Have people finally given up? Are they choosing to die? After a wedding in New York when a woman sits down in the middle of the dance floor and refuses to move, all over the country people start doing the same. Soon it’s a pandemic, with “catatonic events” happening worldwide.
Yun, Emory, Fin and Andrew attend the wedding; their lives entwine as the “psychogenic death experience” takes hold of society and the story follows them along a sinister end of the world trajectory. The novel doesn’t just ask how we can exist in a doomed world but how we can love a damaged person, interrogating their intense, tangled relationships.
Yun is anxious, always one rent payment away from trouble, dissatisfied with himself and everyone in his life. Emory is a journalist, hungry for the cachet that access to patient zero will bring her, tempered by revulsion with herself, the media and its consumption. Andrew is repressed, his Christian upbringing meaning he lives like he’s always accountable to someone unseen. Fin is the youngest, a dancer whose father issues and a tendency towards self-sabotage voice a kind of longing in the book.

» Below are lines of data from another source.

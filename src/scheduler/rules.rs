//! # Run Rules
//!
//! Conditions checked before every tick of a job. A tick whose rules do
//! not hold is skipped: the body does not run and the run count does not
//! move.

use chrono::{Local, NaiveTime};
use std::fmt;
use std::sync::Arc;

use crate::error::{AgentError, Result};

/// Predicate consulted before each tick.
pub type RuleCheck = Arc<dyn Fn() -> bool + Send + Sync>;

/// Source of the current position for geofence rules.
pub type PositionLookup = Arc<dyn Fn() -> Option<(f64, f64)> + Send + Sync>;

/// Time-of-day window. A window whose start is after its end wraps
/// around midnight.
#[derive(Debug, Clone, Copy, PartialEq, Eq)]
pub struct TimeWindow {
    pub start: NaiveTime,
    pub end: NaiveTime,
}

impl TimeWindow {
    pub fn new(start: NaiveTime, end: NaiveTime) -> Self {
        Self { start, end }
    }

    /// Parses `"HH:MM"` or `"HH:MM:SS"` bounds.
    ///
    /// # Errors
    ///
    /// Returns [`AgentError::InvalidRule`] if either bound is not a time of day.
    pub fn parse(start: &str, end: &str) -> Result<Self> {
        Ok(Self::new(parse_time(start)?, parse_time(end)?))
    }

    /// Inclusive on both ends.
    pub fn contains(&self, t: NaiveTime) -> bool {
        if self.start <= self.end {
            self.start <= t && t <= self.end
        } else {
            t >= self.start || t <= self.end
        }
    }
}

fn parse_time(s: &str) -> Result<NaiveTime> {
    NaiveTime::parse_from_str(s, "%H:%M:%S")
        .or_else(|_| NaiveTime::parse_from_str(s, "%H:%M"))
        .map_err(|_| AgentError::InvalidRule(format!("'{}' is not a time of day", s)))
}

/// Named polygon of `(lat, lon)` vertices.
#[derive(Debug, Clone, PartialEq)]
pub struct Geofence {
    pub name: String,
    pub points: Vec<(f64, f64)>,
}

impl Geofence {
    /// # Errors
    ///
    /// Returns [`AgentError::InvalidRule`] if the polygon has fewer than
    /// three vertices.
    pub fn new(name: impl Into<String>, points: Vec<(f64, f64)>) -> Result<Self> {
        let name = name.into();
        if points.len() < 3 {
            return Err(AgentError::InvalidRule(format!(
                "geofence '{}' needs at least 3 points",
                name
            )));
        }
        Ok(Self { name, points })
    }

    /// Even-odd ray cast.
    pub fn contains(&self, (lat, lon): (f64, f64)) -> bool {
        let mut inside = false;
        let mut j = self.points.len() - 1;
        for i in 0..self.points.len() {
            let (yi, xi) = self.points[i];
            let (yj, xj) = self.points[j];
            if (yi > lat) != (yj > lat) && lon < (xj - xi) * (lat - yi) / (yj - yi) + xi {
                inside = !inside;
            }
            j = i;
        }
        inside
    }
}

/// Time windows and geofences gating a job.
///
/// Empty windows allow any time; empty geofences allow any position. With
/// geofences set, an unknown position blocks the tick.
#[derive(Debug, Clone, Default, PartialEq)]
pub struct ScheduleRules {
    pub time_windows: Vec<TimeWindow>,
    pub geofences: Vec<Geofence>,
}

impl ScheduleRules {
    pub fn is_empty(&self) -> bool {
        self.time_windows.is_empty() && self.geofences.is_empty()
    }

    pub fn allows(&self, now: NaiveTime, position: Option<(f64, f64)>) -> bool {
        if !self.time_windows.is_empty() && !self.time_windows.iter().any(|w| w.contains(now)) {
            return false;
        }
        if self.geofences.is_empty() {
            return true;
        }
        match position {
            Some(position) => self.geofences.iter().any(|fence| fence.contains(position)),
            None => false,
        }
    }

    /// Check against local wall-clock time and `position`.
    pub fn into_check(self, position: PositionLookup) -> RuleCheck {
        Arc::new(move || self.allows(Local::now().time(), position()))
    }
}

impl fmt::Display for ScheduleRules {
    fn fmt(&self, f: &mut fmt::Formatter<'_>) -> fmt::Result {
        write!(
            f,
            "{} time window(s), {} geofence(s)",
            self.time_windows.len(),
            self.geofences.len()
        )
    }
}
//! # Recon Relay
//!
//! Field telemetry agent: adaptive GPS polling, offline map tile caching
//! and store-and-forward record upload, all driven by one job scheduler.

use anyhow::{Context, Result};
use std::path::Path;
use tracing::{debug, info, warn};
use tracing_appender::non_blocking::WorkerGuard;
use tracing_subscriber::prelude::*;
use tracing_subscriber::{fmt, EnvFilter};

use recon_relay::config::{Config, LoggingConfig};
use recon_relay::runtime::Runtime;

/// Configuration file used when none is given on the command line
const DEFAULT_CONFIG_PATH: &str = "config/default.toml";

/// Main entry point for Recon Relay
///
/// # Control Flow
///
/// 1. **Initialization**
///    - Load configuration (first argument, or `config/default.toml`)
///    - Set up logging (stdout, plus daily files when `logging.log_dir` is set)
///    - Start the runtime and its scheduled jobs
///
/// 2. **Running**
///    - Jobs run on their own cadence; smoothed positions are logged at debug level
///
/// 3. **Graceful Shutdown**
///    - Ctrl+C cancels all jobs and waits for in-flight work to finish
///
/// # Errors
///
/// Returns error if the configuration is invalid or the runtime cannot start.
#[tokio::main]
async fn main() -> Result<()> {
    let config_path = std::env::args()
        .nth(1)
        .unwrap_or_else(|| DEFAULT_CONFIG_PATH.to_string());
    let (config, loaded_from_file) = load_config(&config_path)?;

    let _log_guard = init_logging(&config.logging)?;

    info!("Recon Relay v{} starting...", env!("CARGO_PKG_VERSION"));
    if loaded_from_file {
        info!("Configuration loaded from {}", config_path);
    } else {
        warn!("{} not found, running with built-in defaults", config_path);
    }

    let runtime = Runtime::start(&config)
        .await
        .context("failed to start runtime")?;

    let mut feed = runtime.position_feed();
    let feed_task = tokio::spawn(async move {
        while feed.changed().await.is_ok() {
            let latest = *feed.borrow_and_update();
            if let Some(position) = latest {
                debug!(
                    lat = position.lat,
                    lon = position.lon,
                    speed_kmh = position.speed_kmh,
                    "Position"
                );
            }
        }
    });

    info!("Press Ctrl+C to exit");
    tokio::signal::ctrl_c()
        .await
        .context("failed to listen for Ctrl+C")?;
    info!("Received Ctrl+C, shutting down...");

    let mut metrics: Vec<_> = runtime.scheduler().get_metrics().into_iter().collect();
    metrics.sort_by(|a, b| a.0.cmp(&b.0));
    for (name, m) in metrics {
        info!(
            job = %name,
            runs = m.run_count,
            skipped = m.skipped_ticks,
            last_error = m.last_error.as_deref().unwrap_or("-"),
            "Job summary"
        );
    }

    runtime.shutdown().await;
    feed_task.abort();
    Ok(())
}

/// Loads the config file, falling back to defaults when it does not exist.
fn load_config(path: &str) -> Result<(Config, bool)> {
    if !Path::new(path).exists() {
        return Ok((Config::default(), false));
    }
    let config = Config::load(path).with_context(|| format!("invalid configuration in {}", path))?;
    Ok((config, true))
}

/// Installs the global subscriber. The returned guard flushes file output on drop.
fn init_logging(logging: &LoggingConfig) -> Result<Option<WorkerGuard>> {
    let filter = match EnvFilter::try_from_default_env() {
        Ok(filter) => filter,
        Err(_) => EnvFilter::try_new(&logging.level)
            .with_context(|| format!("invalid logging level '{}'", logging.level))?,
    };

    let registry = tracing_subscriber::registry()
        .with(filter)
        .with(fmt::layer());

    if logging.log_dir.is_empty() {
        registry.init();
        return Ok(None);
    }

    let appender = tracing_appender::rolling::daily(&logging.log_dir, "recon-relay.log");
    let (writer, guard) = tracing_appender::non_blocking(appender);
    registry
        .with(fmt::layer().with_ansi(false).with_writer(writer))
        .init();
    Ok(Some(guard))
}
//! # Upload Transport
//!
//! Moves a batch of records to the remote endpoint. The batch travels as a
//! JSON Lines file in a multipart `file` field; a success response may
//! carry `{"uploaded": n}`, which is reported but never trusted for
//! progress tracking.

use async_trait::async_trait;
use bytes::Bytes;
use reqwest::multipart::{Form, Part};
use serde::Deserialize;
use tracing::debug;

use super::record::Record;
use crate::error::{AgentError, Result};

/// Records packaged for one upload.
#[derive(Debug, Clone, PartialEq)]
pub struct UploadBatch {
    pub source: String,
    pub first_seq: u64,
    pub last_seq: u64,
    pub record_count: usize,
    /// JSON Lines, one record per line.
    pub body: Bytes,
}

impl UploadBatch {
    /// Packages `records`; `None` if there are none.
    ///
    /// # Errors
    ///
    /// Returns [`AgentError::Json`] if a payload cannot be serialized.
    pub fn from_records(source: &str, records: &[Record]) -> Result<Option<Self>> {
        let (Some(first), Some(last)) = (records.first(), records.last()) else {
            return Ok(None);
        };

        let mut body = Vec::new();
        for record in records {
            serde_json::to_writer(&mut body, record)?;
            body.push(b'\n');
        }

        Ok(Some(Self {
            source: source.to_string(),
            first_seq: first.seq,
            last_seq: last.seq,
            record_count: records.len(),
            body: Bytes::from(body),
        }))
    }

    /// File name sent with the multipart field.
    pub fn file_name(&self) -> String {
        let stem = self.source.strip_suffix(".jsonl").unwrap_or(&self.source);
        format!("{}-{}-{}.jsonl", stem, self.first_seq, self.last_seq)
    }
}

/// Server acknowledgement of an upload.
#[derive(Debug, Clone, Copy, PartialEq, Eq)]
pub struct UploadReceipt {
    pub status: u16,
    /// Count the server says it stored, when it says.
    pub uploaded: Option<u64>,
}

impl UploadReceipt {
    pub fn is_success(&self) -> bool {
        (200..300).contains(&self.status)
    }
}

/// Delivers upload batches.
#[cfg_attr(test, mockall::automock)]
#[async_trait]
pub trait UploadTransport: Send + Sync {
    /// Sends one batch to `endpoint`.
    async fn upload(&self, endpoint: &str, batch: &UploadBatch) -> Result<UploadReceipt>;
}

/// HTTP multipart uploader.
#[derive(Debug, Clone)]
pub struct HttpUploader {
    client: reqwest::Client,
    token: Option<String>,
}

impl HttpUploader {
    /// Creates an uploader; an empty `token` sends no `Authorization` header.
    ///
    /// # Errors
    ///
    /// Returns [`AgentError::Http`] if the client cannot be built.
    pub fn new(token: &str) -> Result<Self> {
        let client = reqwest::Client::builder()
            .user_agent(concat!("recon-relay/", env!("CARGO_PKG_VERSION")))
            .build()?;

        Ok(Self {
            client,
            token: (!token.is_empty()).then(|| token.to_string()),
        })
    }
}

#[async_trait]
impl UploadTransport for HttpUploader {
    async fn upload(&self, endpoint: &str, batch: &UploadBatch) -> Result<UploadReceipt> {
        let file = Part::bytes(batch.body.to_vec())
            .file_name(batch.file_name())
            .mime_str("application/x-ndjson")?;
        let form = Form::new()
            .text("source", batch.source.clone())
            .text("first_seq", batch.first_seq.to_string())
            .text("last_seq", batch.last_seq.to_string())
            .part("file", file);

        let mut request = self.client.post(endpoint).multipart(form);
        if let Some(token) = &self.token {
            request = request.bearer_auth(token);
        }

        let response = request.send().await?;
        let status = response.status();
        if !status.is_success() {
            return Err(AgentError::UploadRejected(status.as_u16()));
        }

        let body = response.text().await.unwrap_or_default();
        let receipt = UploadReceipt {
            status: status.as_u16(),
            uploaded: parse_uploaded(&body),
        };
        debug!(endpoint, status = receipt.status, uploaded = ?receipt.uploaded, "Upload accepted");
        Ok(receipt)
    }
}

#[derive(Deserialize)]
struct UploadSummary {
    uploaded: Option<u64>,
}

/// Reads `{"uploaded": n}` from a response body, if present.
fn parse_uploaded(body: &str) -> Option<u64> {
    serde_json::from_str::<UploadSummary>(body)
        .ok()
        .and_then(|s| s.uploaded)
}
//! # Sync Module
//!
//! Ships locally captured records to a remote collector.
//!
//! This module handles:
//! - Reading records from the local store ([`RecordStore`], [`JsonlRecordStore`])
//! - Packaging and uploading batches ([`UploadTransport`], [`HttpUploader`])
//! - Bounded retries with a per-attempt timeout ([`SyncManager`])
//! - Durable per-source progress cursors ([`CursorStore`])
//!
//! Delivery is at-least-once.

pub mod cursor;
pub mod manager;
pub mod record;
pub mod transport;

pub use cursor::{CursorStore, SyncCursor};
pub use manager::{SyncManager, SyncOptions, SyncOutcome};
pub use record::{JsonlRecordStore, Record, RecordStore};
pub use transport::{HttpUploader, UploadBatch, UploadReceipt, UploadTransport};
impl TileCache {
    /// Opens the cache, loading the index at `index_path`.
    ///
    /// A missing or corrupt index yields an empty cache; this never fails.
    pub async fn open(
        store: Arc<dyn BlobStore>,
        index_path: impl Into<PathBuf>,
        clock: Arc<dyn Clock>,
    ) -> Self {
        let index_path = index_path.into();
        let index = load_index(&index_path).await;
        info!(
            path = %index_path.display(),
            entries = index.entries.len(),
            bytes = index.total_bytes(),
            "Tile cache opened"
        );

        Self {
            store,
            index_path,
            clock,
            index: Mutex::new(index),
            prefetch_concurrency: DEFAULT_PREFETCH_CONCURRENCY,
            max_prefetch_tiles: DEFAULT_MAX_PREFETCH_TILES,
        }
    }

    /// Sets how many tiles a prefetch downloads at once (minimum 1).
    pub fn with_prefetch_concurrency(mut self, concurrency: usize) -> Self {
        self.prefetch_concurrency = concurrency.max(1);
        self
    }

    /// Caps the distinct tiles one prefetch may request (minimum 1).
    pub fn with_max_prefetch_tiles(mut self, max_tiles: usize) -> Self {
        self.max_prefetch_tiles = max_tiles.max(1);
        self
    }

    pub fn index_path(&self) -> &Path {
        &self.index_path
    }

    /// Returns a cached tile, or `None` if it is not cached.
    ///
    /// # Errors
    ///
    /// Returns an error for an invalid tile address or a storage failure.
    pub async fn get(&self, zoom: u8, x: u32, y: u32) -> Result<Option<Bytes>> {
        let key = TileKey::new(zoom, x, y)?;
        self.get_key(&key).await
    }

    /// [`get`](Self::get) by key.
    pub async fn get_key(&self, key: &TileKey) -> Result<Option<Bytes>> {
        let indexed = self.index.lock().await.entries.contains_key(&key.index_key());
        let data = self.store.read(key).await?;

        match (indexed, data) {
            (true, Some(data)) => Ok(Some(data)),
            (true, None) => {
                warn!(tile = %key, "Indexed tile missing from storage, dropping index entry");
                let mut index = self.index.lock().await;
                if index.entries.remove(&key.index_key()).is_some() {
                    self.persist(&index).await?;
                }
                Ok(None)
            }
            (false, Some(data)) => {
                debug!(tile = %key, "Adopting unindexed tile");
                let mut index = self.index.lock().await;
                if !index.entries.contains_key(&key.index_key()) {
                    index.insert(*key, data.len() as u64, self.clock.now());
                    self.persist(&index).await?;
                }
                Ok(Some(data))
            }
            (false, None) => Ok(None),
        }
    }

    /// Stores a tile and records it in the index.
    ///
    /// # Errors
    ///
    /// Returns an error for an invalid tile address or a storage failure.
    pub async fn put(&self, zoom: u8, x: u32, y: u32, data: &[u8]) -> Result<()> {
        let key = TileKey::new(zoom, x, y)?;
        self.put_key(&key, data).await
    }

    /// [`put`](Self::put) by key.
    ///
    /// If the index cannot be persisted the in-memory index is left as it
    /// was and the error is returned.
    pub async fn put_key(&self, key: &TileKey, data: &[u8]) -> Result<()> {
        self.store.write(key, data).await?;
        self.index_stored(&[(*key, data.len() as u64)]).await?;

        debug!(tile = %key, bytes = data.len(), "Tile cached");
        Ok(())
    }

    /// Records tiles already written to the blob store, with one index write.
    async fn index_stored(&self, stored: &[(TileKey, u64)]) -> Result<()> {
        let now = self.clock.now();
        let mut index = self.index.lock().await;
        let next_seq = index.next_seq;
        let replaced: Vec<Option<TileCacheEntry>> = stored
            .iter()
            .map(|(key, size)| index.insert(*key, *size, now))
            .collect();

        if let Err(e) = self.persist(&index).await {
            for ((key, _), previous) in stored.iter().zip(replaced).rev() {
                match previous {
                    Some(entry) => index.entries.insert(key.index_key(), entry),
                    None => index.entries.remove(&key.index_key()),
                };
            }
            index.next_seq = next_seq;
            return Err(e);
        }
        Ok(())
    }

    /// Whether a tile is in the index.
    pub async fn contains(&self, key: &TileKey) -> bool {
        self.index.lock().await.entries.contains_key(&key.index_key())
    }

    /// Current entry count and total size.
    pub async fn stats(&self) -> CacheStats {
        let index = self.index.lock().await;
        CacheStats {
            entries: index.entries.len(),
            total_bytes: index.total_bytes(),
        }
    }

    /// Entries ordered oldest first.
    pub async fn entries(&self) -> Vec<TileCacheEntry> {
        let index = self.index.lock().await;
        let mut entries: Vec<TileCacheEntry> = index.entries.values().cloned().collect();
        entries.sort_by_key(|e| (e.stored_at, e.seq));
        entries
    }

    /// Whether the cache has reached either maintenance trigger.
    pub async fn needs_maintenance(&self, trigger_entries: usize, limit_mb: u64) -> bool {
        let stats = self.stats().await;
        stats.entries >= trigger_entries || stats.total_bytes >= limit_mb * BYTES_PER_MB
    }

    /// Deletes every tile stored more than `max_age_days` days ago.
    ///
    /// A tile whose bytes cannot be deleted stays in the index, so the
    /// persisted index always matches the tiles that survived the pass.
    ///
    /// # Errors
    ///
    /// Returns an error only if the updated index cannot be persisted.
    pub async fn purge_older_than(&self, max_age_days: u32) -> Result<PurgeReport> {
        let max_age = ChronoDuration::days(i64::from(max_age_days));
        let now = self.clock.now();

        let mut index = self.index.lock().await;
        let expired: Vec<TileCacheEntry> = index
            .entries
            .values()
            .filter(|e| now - e.stored_at > max_age)
            .cloned()
            .collect();

        let mut report = PurgeReport::default();
        for entry in expired {
            match self.store.remove(&entry.key).await {
                Ok(()) => {
                    index.entries.remove(&entry.key.index_key());
                    report.entries_removed += 1;
                    report.bytes_freed += entry.size_bytes;
                }
                Err(e) => warn!(tile = %entry.key, error = %e, "Failed to delete expired tile"),
            }
        }

        if report.entries_removed > 0 {
            self.persist(&index).await?;
            info!(max_age_days, %report, "Purged expired tiles");
        }
        Ok(report)
    }

    /// Evicts oldest tiles until the cache holds at most `limit_mb` MiB.
    ///
    /// # Errors
    ///
    /// Returns an error only if the updated index cannot be persisted.
    pub async fn enforce_byte_limit(&self, limit_mb: u64) -> Result<PurgeReport> {
        self.enforce_limit_bytes(limit_mb.saturating_mul(BYTES_PER_MB)).await
    }

    /// Evicts oldest tiles (insertion order on equal timestamps) until the
    /// cache holds at most `limit_bytes`.
    ///
    /// # Errors
    ///
    /// Returns an error only if the updated index cannot be persisted.
    pub async fn enforce_limit_bytes(&self, limit_bytes: u64) -> Result<PurgeReport> {
        let mut index = self.index.lock().await;
        let mut total = index.total_bytes();
        if total <= limit_bytes {
            return Ok(PurgeReport::default());
        }

        let mut oldest_first: Vec<TileCacheEntry> = index.entries.values().cloned().collect();
        oldest_first.sort_by_key(|e| (e.stored_at, e.seq));

        let mut report = PurgeReport::default();
        for entry in oldest_first {
            if total <= limit_bytes {
                break;
            }
            match self.store.remove(&entry.key).await {
                Ok(()) => {
                    index.entries.remove(&entry.key.index_key());
                    total -= entry.size_bytes;
                    report.entries_removed += 1;
                    report.bytes_freed += entry.size_bytes;
                }
                Err(e) => warn!(tile = %entry.key, error = %e, "Failed to evict tile"),
            }
        }

        if report.entries_removed > 0 {
            self.persist(&index).await?;
        }
        if total > limit_bytes {
            warn!(total, limit_bytes, "Cache still over limit after eviction pass");
        } else {
            info!(limit_bytes, %report, "Enforced cache size limit");
        }
        Ok(report)
    }

    /// Age purge followed by size enforcement.
    pub async fn run_maintenance(&self, max_age_days: u32, limit_mb: u64) -> Result<PurgeReport> {
        let purged = self.purge_older_than(max_age_days).await?;
        let evicted = self.enforce_byte_limit(limit_mb).await?;
        Ok(PurgeReport {
            entries_removed: purged.entries_removed + evicted.entries_removed,
            bytes_freed: purged.bytes_freed + evicted.bytes_freed,
        })
    }

    /// Downloads one tile unless it is already cached.
    ///
    /// Returns `true` if the tile is cached afterwards. Failures are logged,
    /// never returned.
    pub async fn fetch_and_put(&self, key: TileKey, transport: &dyn TileTransport) -> bool {
        if self.contains(&key).await {
            return true;
        }

        let Some(size) = self.download(key, transport).await else {
            return false;
        };
        match self.index_stored(&[(key, size)]).await {
            Ok(()) => true,
            Err(e) => {
                warn!(tile = %key, error = %e, "Failed to index fetched tile");
                false
            }
        }
    }

    /// Fetches one tile into the blob store without indexing it. Returns
    /// its size, or `None` after logging the failure.
    async fn download(&self, key: TileKey, transport: &dyn TileTransport) -> Option<u64> {
        let data = match transport.fetch(&key).await {
            Ok(data) => data,
            Err(e) => {
                warn!(tile = %key, error = %e, "Tile fetch failed");
                return None;
            }
        };
        match self.store.write(&key, &data).await {
            Ok(()) => Some(data.len() as u64),
            Err(e) => {
                warn!(tile = %key, error = %e, "Failed to store fetched tile");
                None
            }
        }
    }

    /// Caches every tile within `buffer_degrees` of any route point, at
    /// every zoom in `zoom_levels`.
    ///
    /// Tiles already cached are not requested again. One tile failing does
    /// not stop the rest. A point whose tile range would push the pass over
    /// the prefetch cap is left out. Downloaded tiles are indexed together
    /// at the end of the pass; if that index write fails they count as
    /// failed, and their blobs are adopted the next time they are read.
    pub async fn prefetch_route(
        &self,
        points: &[(f64, f64)],
        zoom_levels: &[u8],
        buffer_degrees: f64,
        transport: &dyn TileTransport,
    ) -> PrefetchReport {
        let (wanted, ranges_over_cap) =
            route_tiles(points, zoom_levels, buffer_degrees, self.max_prefetch_tiles);
        if ranges_over_cap > 0 {
            warn!(
                ranges_over_cap,
                max_tiles = self.max_prefetch_tiles,
                "Prefetch capped, some route points left out"
            );
        }

        let missing: Vec<TileKey> = {
            let index = self.index.lock().await;
            wanted
                .iter()
                .filter(|k| !index.entries.contains_key(&k.index_key()))
                .copied()
                .collect()
        };

        let mut report = PrefetchReport {
            requested: wanted.len(),
            already_cached: wanted.len() - missing.len(),
            ranges_over_cap,
            ..PrefetchReport::default()
        };

        if missing.is_empty() {
            debug!(tiles = wanted.len(), "Route already cached");
            return report;
        }

        let attempted = missing.len();
        let stored: Vec<(TileKey, u64)> = stream::iter(missing)
            .map(|key| async move { self.download(key, transport).await.map(|size| (key, size)) })
            .buffer_unordered(self.prefetch_concurrency)
            .filter_map(|outcome| async move { outcome })
            .collect()
            .await;

        report.fetched = stored.len();
        if !stored.is_empty() {
            if let Err(e) = self.index_stored(&stored).await {
                warn!(tiles = stored.len(), error = %e, "Failed to index prefetched tiles");
                report.fetched = 0;
            }
        }
        report.failed = attempted - report.fetched;

        info!(
            requested = report.requested,
            cached = report.already_cached,
            fetched = report.fetched,
            failed = report.failed,
            "Route prefetch finished"
        );
        report
    }

    async fn persist(&self, index: &TileIndex) -> Result<()> {
        let json = serde_json::to_vec(index)?;
        if let Some(parent) = self.index_path.parent() {
            tokio::fs::create_dir_all(parent).await?;
        }
        let tmp = self.index_path.with_extension("json.tmp");
        tokio::fs::write(&tmp, json).await?;
        tokio::fs::rename(&tmp, &self.index_path).await?;
        Ok(())
    }
}
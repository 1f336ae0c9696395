pub mod browser;
pub mod cache;
pub mod extract;
pub mod fetch;
pub mod filter;
pub mod metadata;
pub mod scan;
pub mod score;

pub use browser::*;
pub use cache::*;
pub use fetch::*;
pub use scan::*;
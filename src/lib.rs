#![doc = include_str!("../README.md")]

pub mod api;
pub mod cli;
pub mod engine;
pub mod error;
pub mod runtime;
pub mod selectors;
pub mod services;
pub mod types;

pub use api::*;
pub use engine::*;
pub use error::*;
pub use services::*;
pub use types::*;
//! Metadata Fallback Extractor
//!
//! Last-resort single candidate: the page's social-preview metadata image.

use scraper::Html;

use crate::selectors::META_SELECTOR;

const IMAGE_KEYS: &[&str] = &["og:image", "og:image:secure_url", "twitter:image"];

/// Return the social-preview image URL if the markup declares one.
pub fn extract_og_image(html: &str) -> Option<String> {
    let doc = Html::parse_document(html);

    let mut pairs: Vec<(String, String)> = Vec::new();
    for meta in doc.select(&META_SELECTOR) {
        let key = meta
            .value()
            .attr("property")
            .or_else(|| meta.value().attr("name"));
        let content = meta.value().attr("content");
        if let (Some(k), Some(v)) = (key, content) {
            pairs.push((k.to_string(), v.to_string()));
        }
    }

    find_metadata_value(&pairs, IMAGE_KEYS)
}

/// Find the first non-empty value for any of the given keys in metadata pairs.
fn find_metadata_value(pairs: &[(String, String)], keys: &[&str]) -> Option<String> {
    for key in keys {
        for (k, v) in pairs {
            if k.eq_ignore_ascii_case(key) {
                let cleaned = v.trim().to_string();
                if !cleaned.is_empty() {
                    return Some(cleaned);
                }
            }
        }
    }
    None
}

There is an aloofness, an observational eye at work here in what some find is a generational literary slant toward icy, analytic introspection. There is some truth to this, as the messy psychological and emotional intestines of the four friends are drawn out and dissected in the text. The style suits the substance, the voice of 20 and early 30-somethings asking themselves what’s the point of planning work or family in a world that will be “a cremator in fifty years”.
Are some people unable to bear the weight of a blighted future and simply sit down, in an act of refusal? The friends all react differently to the dystopia unfolding around them, whether through anxiety, shame, or fear, while society gives in to conspiracy theories, wild speculation and a grotesque capitalist commentary on how catatonia might benefit the economy.
The novel is compared with Never Let Me Go, but rather than that long achy aftertaste of Ishiguro, there is a harder edge, more tannin on the tongue, as it asks what Camus said was the only important philosophical question: whether to live or die.